After the incident in late August/early September, I made the decision to start talking with a therapist again.  If I was truly going to transform my whole self, I was going to have to get some assistance with understanding how to cope.  I got several recommendations and proceeded to make an appointment.  I felt immediately at ease with my therapist, even before I met her the first time.  My first appointment was an absolute disaster - at least in my mind.  I cried uncontrollably for most of the appointment and could not get my thoughts together at all.  It was so frustrating that I could not tell her why I was there, why I was upset, why I was confused, and on and on. 

I went to see her every week for almost two months.  We spent a lot of time talking about my day-to-day activities, how I approach situations, etc.  Through our talks, I really came to see how many things in my life were controlled by my anxiety.  I always chalked up my behavior to being a perfectionist, type-A, control-freak - all of that is really anxiety in disguise.  Each one hour session with my therapist helps me to understand why I get anxious and how to cope with the anxiety, without getting into a full-blown anxiety attack.  At the recommendation of my therapist and in consultation with my doctor, I am also back on medication for my anxiety.  While I hate the thought of being medicated, the thought of letting anxiety control me is worse. 

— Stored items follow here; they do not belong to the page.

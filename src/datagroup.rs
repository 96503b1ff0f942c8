//! Data Group hashing (§4.8).
//!
//! A Data Group is hashed as the exact bytes of its on-chip envelope — the
//! `[APPLICATION n]` tag included — never the unwrapped payload. The LDS
//! Security Object records one hash per DG number; comparison against the
//! actual hash of a presented DG file must be constant-time, since a DG
//! file is effectively a (mildly) secret credential.

use {crate::error::PkdError, subtle::ConstantTimeEq};

/// Hash `dg_bytes` (the full on-chip envelope) with `hash_alg` and compare,
/// constant-time, against the `expected` hash recorded in the SOD.
pub fn verify_dg_hash(
    dg_number: u8,
    dg_bytes: &[u8],
    expected: &[u8],
    hash_alg: &crate::asn1::DigestAlgorithmIdentifier,
) -> Result<(), PkdError> {
    let actual = hash_alg.hash_bytes(dg_bytes);
    if actual.len() != expected.len() || actual.ct_eq(expected).unwrap_u8() != 1 {
        return Err(PkdError::DgHashMismatch { dg: dg_number });
    }
    Ok(())
}

#[cfg(test)]
mod tests {
    use super::*;
    use crate::asn1::{DigestAlgorithmIdentifier, DigestAlgorithmParameters};

    #[test]
    fn detects_mismatch() {
        let alg = DigestAlgorithmIdentifier::Sha256(DigestAlgorithmParameters::Absent);
        let expected = alg.hash_bytes(b"dg1 envelope");
        assert!(verify_dg_hash(1, b"dg1 envelope", &expected, &alg).is_ok());
        assert!(verify_dg_hash(1, b"tampered envelope", &expected, &alg).is_err());
    }
}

I went to my therapist today and the entire session was devoted to talking about several recent situations that have caused me to have severe anxiety.  After talking through the situations and understanding circumstances, she encouraged me to use my blog to gather more coping strategies. 

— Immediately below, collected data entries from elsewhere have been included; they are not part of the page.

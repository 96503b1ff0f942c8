//! Signature algorithm identifiers this crate verifies against: RSASSA-PKCS1-v1_5,
//! RSASSA-PSS (RFC 4055 §3.1) and ECDSA (RFC 5758 §3.2).

use {
    super::{AnyAlgorithmIdentifier, DigestAlgorithmIdentifier, DigestAlgorithmParameters},
    der::{
        asn1::{ContextSpecific, Int, ObjectIdentifier as Oid},
        Decode, DecodeValue, Encode, EncodeValue, Length, Reader, Result, Sequence, TagMode,
        TagNumber, ValueOrd, Writer,
    },
    std::cmp::Ordering,
};

pub const ID_SHA1_WITH_RSA_ENCRYPTION: Oid = Oid::new_unwrap("1.2.840.113549.1.1.5");
pub const ID_SHA256_WITH_RSA_ENCRYPTION: Oid = Oid::new_unwrap("1.2.840.113549.1.1.11");
pub const ID_SHA384_WITH_RSA_ENCRYPTION: Oid = Oid::new_unwrap("1.2.840.113549.1.1.12");
pub const ID_SHA512_WITH_RSA_ENCRYPTION: Oid = Oid::new_unwrap("1.2.840.113549.1.1.13");
pub const ID_RSASSA_PSS: Oid = Oid::new_unwrap("1.2.840.113549.1.1.10");
pub const ID_MGF1: Oid = Oid::new_unwrap("1.2.840.113549.1.1.8");
pub const ID_ECDSA_WITH_SHA256: Oid = Oid::new_unwrap("1.2.840.10045.4.3.2");
pub const ID_ECDSA_WITH_SHA384: Oid = Oid::new_unwrap("1.2.840.10045.4.3.3");
pub const ID_ECDSA_WITH_SHA512: Oid = Oid::new_unwrap("1.2.840.10045.4.3.4");

#[derive(Clone, PartialEq, Eq, Debug)]
pub enum SignatureAlgorithmIdentifier {
    /// RSASSA-PKCS1-v1_5, with the digest used to pad the message.
    RsaPkcs1V15(DigestAlgorithmIdentifier),
    RsaPss(RsaPssParameters),
    /// ECDSA, with the digest used to reduce the message.
    Ecdsa(DigestAlgorithmIdentifier),
    Unknown(AnyAlgorithmIdentifier),
}

impl SignatureAlgorithmIdentifier {
    /// The digest algorithm this signature scheme hashes the message with,
    /// if known.
    pub fn digest(&self) -> Option<&DigestAlgorithmIdentifier> {
        match self {
            Self::RsaPkcs1V15(d) | Self::Ecdsa(d) => Some(d),
            Self::RsaPss(params) => Some(&params.hash_algorithm),
            Self::Unknown(_) => None,
        }
    }
}

/// RFC 4055 §3.1.
///
/// ```text
/// RSASSA-PSS-params  ::=  SEQUENCE  {
///     hashAlgorithm      [0] HashAlgorithm DEFAULT sha1Identifier,
///     maskGenAlgorithm   [1] MaskGenAlgorithm DEFAULT mgf1SHA1Identifier,
///     saltLength         [2] INTEGER DEFAULT 20,
///     trailerField       [3] INTEGER DEFAULT 1
/// }
/// ```
#[derive(Clone, Debug, Eq, PartialEq)]
pub struct RsaPssParameters {
    pub hash_algorithm:     DigestAlgorithmIdentifier,
    pub mask_gen_algorithm: MaskGenAlgorithm,
    pub salt_length:        Int,
    pub trailer_field:      Int,
}

#[derive(Clone, Debug, Eq, PartialEq)]
pub enum MaskGenAlgorithm {
    Sha1(DigestAlgorithmIdentifier),
    Sha256(DigestAlgorithmIdentifier),
    Sha384(DigestAlgorithmIdentifier),
    Sha512(DigestAlgorithmIdentifier),
    Unknown(AnyAlgorithmIdentifier),
}

impl MaskGenAlgorithm {
    pub fn digest(&self) -> Option<&DigestAlgorithmIdentifier> {
        match self {
            Self::Sha1(d) | Self::Sha256(d) | Self::Sha384(d) | Self::Sha512(d) => Some(d),
            Self::Unknown(_) => None,
        }
    }
}

fn default_sha1() -> DigestAlgorithmIdentifier {
    DigestAlgorithmIdentifier::Sha1(DigestAlgorithmParameters::Absent)
}

fn int_20() -> Int {
    Int::new(&[20]).expect("20 fits in an INTEGER")
}

fn int_1() -> Int {
    Int::new(&[1]).expect("1 fits in an INTEGER")
}

impl Sequence<'_> for RsaPssParameters {}

impl ValueOrd for RsaPssParameters {
    fn value_cmp(&self, other: &Self) -> Result<Ordering> {
        Ok(self.to_der()?.as_slice().cmp(other.to_der()?.as_slice()))
    }
}

const TAG_HASH_ALGORITHM: TagNumber = TagNumber::new(0);
const TAG_MASK_GEN_ALGORITHM: TagNumber = TagNumber::new(1);
const TAG_SALT_LENGTH: TagNumber = TagNumber::new(2);
const TAG_TRAILER_FIELD: TagNumber = TagNumber::new(3);

impl EncodeValue for RsaPssParameters {
    fn value_len(&self) -> Result<Length> {
        let hash_tagged = explicit(TAG_HASH_ALGORITHM, &self.hash_algorithm.clone().to_any_id())?;
        let mgf_tagged = explicit(TAG_MASK_GEN_ALGORITHM, &self.mask_gen_algorithm.to_any_id())?;
        let salt_tagged = ContextSpecific {
            tag_number:   TAG_SALT_LENGTH,
            tag_mode:     TagMode::Explicit,
            value:        self.salt_length.clone(),
        };
        let trailer_tagged = ContextSpecific {
            tag_number:   TAG_TRAILER_FIELD,
            tag_mode:     TagMode::Explicit,
            value:        self.trailer_field.clone(),
        };
        let sum = (hash_tagged.encoded_len()? + mgf_tagged.encoded_len()?)?;
        let sum = (sum + salt_tagged.encoded_len()?)?;
        sum + trailer_tagged.encoded_len()?
    }

    fn encode_value(&self, writer: &mut impl Writer) -> Result<()> {
        explicit(TAG_HASH_ALGORITHM, &self.hash_algorithm.clone().to_any_id())?.encode(writer)?;
        explicit(TAG_MASK_GEN_ALGORITHM, &self.mask_gen_algorithm.to_any_id())?.encode(writer)?;
        ContextSpecific {
            tag_number: TAG_SALT_LENGTH,
            tag_mode:   TagMode::Explicit,
            value:      self.salt_length.clone(),
        }
        .encode(writer)?;
        ContextSpecific {
            tag_number: TAG_TRAILER_FIELD,
            tag_mode:   TagMode::Explicit,
            value:      self.trailer_field.clone(),
        }
        .encode(writer)
    }
}

fn explicit(tag_number: TagNumber, value: &AnyAlgorithmIdentifier) -> Result<ContextSpecific<AnyAlgorithmIdentifier>> {
    Ok(ContextSpecific {
        tag_number,
        tag_mode: TagMode::Explicit,
        value: value.clone(),
    })
}

impl<'a> DecodeValue<'a> for RsaPssParameters {
    fn decode_value<R: Reader<'a>>(reader: &mut R, header: der::Header) -> Result<Self> {
        reader.read_nested(header.length, |nested| {
            let hash_algorithm = ContextSpecific::<AnyAlgorithmIdentifier>::decode_explicit(
                nested,
                TAG_HASH_ALGORITHM,
            )?
            .map(|cs| cs.value)
            .map(DigestAlgorithmIdentifier::try_from)
            .transpose()?
            .unwrap_or_else(default_sha1);
            let mask_gen_algorithm = ContextSpecific::<AnyAlgorithmIdentifier>::decode_explicit(
                nested,
                TAG_MASK_GEN_ALGORITHM,
            )?
            .map(|cs| MaskGenAlgorithm::try_from(cs.value))
            .transpose()?
            .unwrap_or_else(|| MaskGenAlgorithm::Sha1(default_sha1()));
            let salt_length = ContextSpecific::<Int>::decode_explicit(nested, TAG_SALT_LENGTH)?
                .map(|cs| cs.value)
                .unwrap_or_else(int_20);
            let trailer_field = ContextSpecific::<Int>::decode_explicit(nested, TAG_TRAILER_FIELD)?
                .map(|cs| cs.value)
                .unwrap_or_else(int_1);
            Ok(Self {
                hash_algorithm,
                mask_gen_algorithm,
                salt_length,
                trailer_field,
            })
        })
    }
}

impl DigestAlgorithmIdentifier {
    fn to_any_id(&self) -> AnyAlgorithmIdentifier {
        AnyAlgorithmIdentifier {
            algorithm:  self.oid(),
            parameters: None,
        }
    }
}

impl TryFrom<AnyAlgorithmIdentifier> for DigestAlgorithmIdentifier {
    type Error = der::Error;

    fn try_from(any: AnyAlgorithmIdentifier) -> Result<Self> {
        Self::try_from(&any)
    }
}

impl MaskGenAlgorithm {
    fn to_any_id(&self) -> AnyAlgorithmIdentifier {
        match self {
            Self::Sha1(_) => AnyAlgorithmIdentifier {
                algorithm:  ID_MGF1,
                parameters: None,
            },
            Self::Sha256(_) | Self::Sha384(_) | Self::Sha512(_) => AnyAlgorithmIdentifier {
                algorithm:  ID_MGF1,
                parameters: None,
            },
            Self::Unknown(any) => any.clone(),
        }
    }
}

impl TryFrom<AnyAlgorithmIdentifier> for MaskGenAlgorithm {
    type Error = der::Error;

    fn try_from(any: AnyAlgorithmIdentifier) -> Result<Self> {
        if any.algorithm != ID_MGF1 {
            return Ok(Self::Unknown(any));
        }
        let inner = any
            .parameters
            .as_ref()
            .ok_or_else(|| {
                der::Error::new(
                    der::ErrorKind::TagUnexpected {
                        expected: Some(der::Tag::Sequence),
                        actual:   der::Tag::Null,
                    },
                    der::Length::ZERO,
                )
            })?
            .decode_as::<AnyAlgorithmIdentifier>()?;
        let digest = DigestAlgorithmIdentifier::try_from(&inner)?;
        Ok(match &digest {
            DigestAlgorithmIdentifier::Sha1(_) => Self::Sha1(digest),
            DigestAlgorithmIdentifier::Sha256(_) => Self::Sha256(digest),
            DigestAlgorithmIdentifier::Sha384(_) => Self::Sha384(digest),
            DigestAlgorithmIdentifier::Sha512(_) => Self::Sha512(digest),
            DigestAlgorithmIdentifier::Unknown(_) => Self::Unknown(any),
        })
    }
}

impl Sequence<'_> for SignatureAlgorithmIdentifier {}

impl ValueOrd for SignatureAlgorithmIdentifier {
    fn value_cmp(&self, other: &Self) -> Result<Ordering> {
        Ok(self.to_der()?.as_slice().cmp(other.to_der()?.as_slice()))
    }
}

impl EncodeValue for SignatureAlgorithmIdentifier {
    fn value_len(&self) -> Result<Length> {
        match self {
            Self::RsaPkcs1V15(digest) => oid_for_pkcs1(digest)?.encoded_len()? + der::asn1::Null.encoded_len()?,
            Self::RsaPss(params) => ID_RSASSA_PSS.encoded_len()? + params.encoded_len()?,
            Self::Ecdsa(digest) => oid_for_ecdsa(digest)?.encoded_len()?,
            Self::Unknown(any) => any.value_len(),
        }
    }

    fn encode_value(&self, writer: &mut impl Writer) -> Result<()> {
        match self {
            Self::RsaPkcs1V15(digest) => {
                oid_for_pkcs1(digest)?.encode(writer)?;
                der::asn1::Null.encode(writer)
            }
            Self::RsaPss(params) => {
                ID_RSASSA_PSS.encode(writer)?;
                params.encode(writer)
            }
            Self::Ecdsa(digest) => oid_for_ecdsa(digest)?.encode(writer),
            Self::Unknown(any) => any.encode(writer),
        }
    }
}

fn unsupported_digest_error() -> der::Error {
    der::Error::new(
        der::ErrorKind::OidUnknown {
            oid: der::asn1::ObjectIdentifier::new_unwrap("0.0"),
        },
        der::Length::ZERO,
    )
}

fn oid_for_pkcs1(digest: &DigestAlgorithmIdentifier) -> Result<Oid> {
    Ok(match digest {
        DigestAlgorithmIdentifier::Sha1(_) => ID_SHA1_WITH_RSA_ENCRYPTION,
        DigestAlgorithmIdentifier::Sha256(_) => ID_SHA256_WITH_RSA_ENCRYPTION,
        DigestAlgorithmIdentifier::Sha384(_) => ID_SHA384_WITH_RSA_ENCRYPTION,
        DigestAlgorithmIdentifier::Sha512(_) => ID_SHA512_WITH_RSA_ENCRYPTION,
        DigestAlgorithmIdentifier::Unknown(_) => return Err(unsupported_digest_error()),
    })
}

fn oid_for_ecdsa(digest: &DigestAlgorithmIdentifier) -> Result<Oid> {
    Ok(match digest {
        DigestAlgorithmIdentifier::Sha256(_) => ID_ECDSA_WITH_SHA256,
        DigestAlgorithmIdentifier::Sha384(_) => ID_ECDSA_WITH_SHA384,
        DigestAlgorithmIdentifier::Sha512(_) => ID_ECDSA_WITH_SHA512,
        _ => return Err(unsupported_digest_error()),
    })
}

impl<'a> DecodeValue<'a> for SignatureAlgorithmIdentifier {
    fn decode_value<R: Reader<'a>>(reader: &mut R, header: der::Header) -> Result<Self> {
        reader.read_nested(header.length, |nested| {
            let oid = Oid::decode(nested)?;
            Ok(match oid {
                ID_SHA1_WITH_RSA_ENCRYPTION => {
                    der::asn1::Null::decode(nested)?;
                    Self::RsaPkcs1V15(DigestAlgorithmIdentifier::Sha1(DigestAlgorithmParameters::Null))
                }
                ID_SHA256_WITH_RSA_ENCRYPTION => {
                    der::asn1::Null::decode(nested)?;
                    Self::RsaPkcs1V15(DigestAlgorithmIdentifier::Sha256(DigestAlgorithmParameters::Null))
                }
                ID_SHA384_WITH_RSA_ENCRYPTION => {
                    der::asn1::Null::decode(nested)?;
                    Self::RsaPkcs1V15(DigestAlgorithmIdentifier::Sha384(DigestAlgorithmParameters::Null))
                }
                ID_SHA512_WITH_RSA_ENCRYPTION => {
                    der::asn1::Null::decode(nested)?;
                    Self::RsaPkcs1V15(DigestAlgorithmIdentifier::Sha512(DigestAlgorithmParameters::Null))
                }
                ID_RSASSA_PSS => Self::RsaPss(RsaPssParameters::decode(nested)?),
                ID_ECDSA_WITH_SHA256 => Self::Ecdsa(DigestAlgorithmIdentifier::Sha256(DigestAlgorithmParameters::Absent)),
                ID_ECDSA_WITH_SHA384 => Self::Ecdsa(DigestAlgorithmIdentifier::Sha384(DigestAlgorithmParameters::Absent)),
                ID_ECDSA_WITH_SHA512 => Self::Ecdsa(DigestAlgorithmIdentifier::Sha512(DigestAlgorithmParameters::Absent)),
                _ => Self::Unknown(AnyAlgorithmIdentifier {
                    algorithm:  oid,
                    parameters: Option::<der::Any>::decode(nested)?,
                }),
            })
        })
    }
}

impl TryFrom<&spki::AlgorithmIdentifierOwned> for SignatureAlgorithmIdentifier {
    type Error = der::Error;

    fn try_from(algo: &spki::AlgorithmIdentifierOwned) -> Result<Self> {
        let der = algo.to_der()?;
        Self::from_der(&der)
    }
}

Some of the ways I cope include:
  • Take deep breaths.  As silly as it sounds, the suggestion to "smell the cookies (deep breath) and blow out the candles (deep breath out)" really works. 
  • Be active.  If I feel like I am having an "off" day, I make sure that I do some type of physical activity.  It could be as simple as going for a walk around the block at work or going for a long run.  Just move - it makes a difference.
  • Let go of perfection.  Perfection is an unattainable goal.  No one has ever been or will ever be perfect.  I work very hard every day to tell myself to let go of perfection - it is still a struggle, but one day I will let it go.
  • Get support/Ask for help.  I haven't talked to a lot of people about my anxiety, but those people that are closest to me or I know have their own anxiety issues have been a great resource for me.  When I am in a situation where I am beginning to feel anxious, I let someone around me know that I need to change the environment/circumstances.  It is a lot easier to just say what you need than to hold it all in.  I have realized that it is ok to ask for help/make yourself vulnerable.  Most people really are supportive and want nothing but the best for you.
So, what do you do to cope with situations that cause anxiety/stress?

2 comments:

  1. It sounds super "new age," but I've found that listening to guided relaxation on my ipod really helps. It makes me focus on relaxing and really slows the thoughts in my brain down. Also, hot bubble baths or showers are good, as is a glass of red wine. :)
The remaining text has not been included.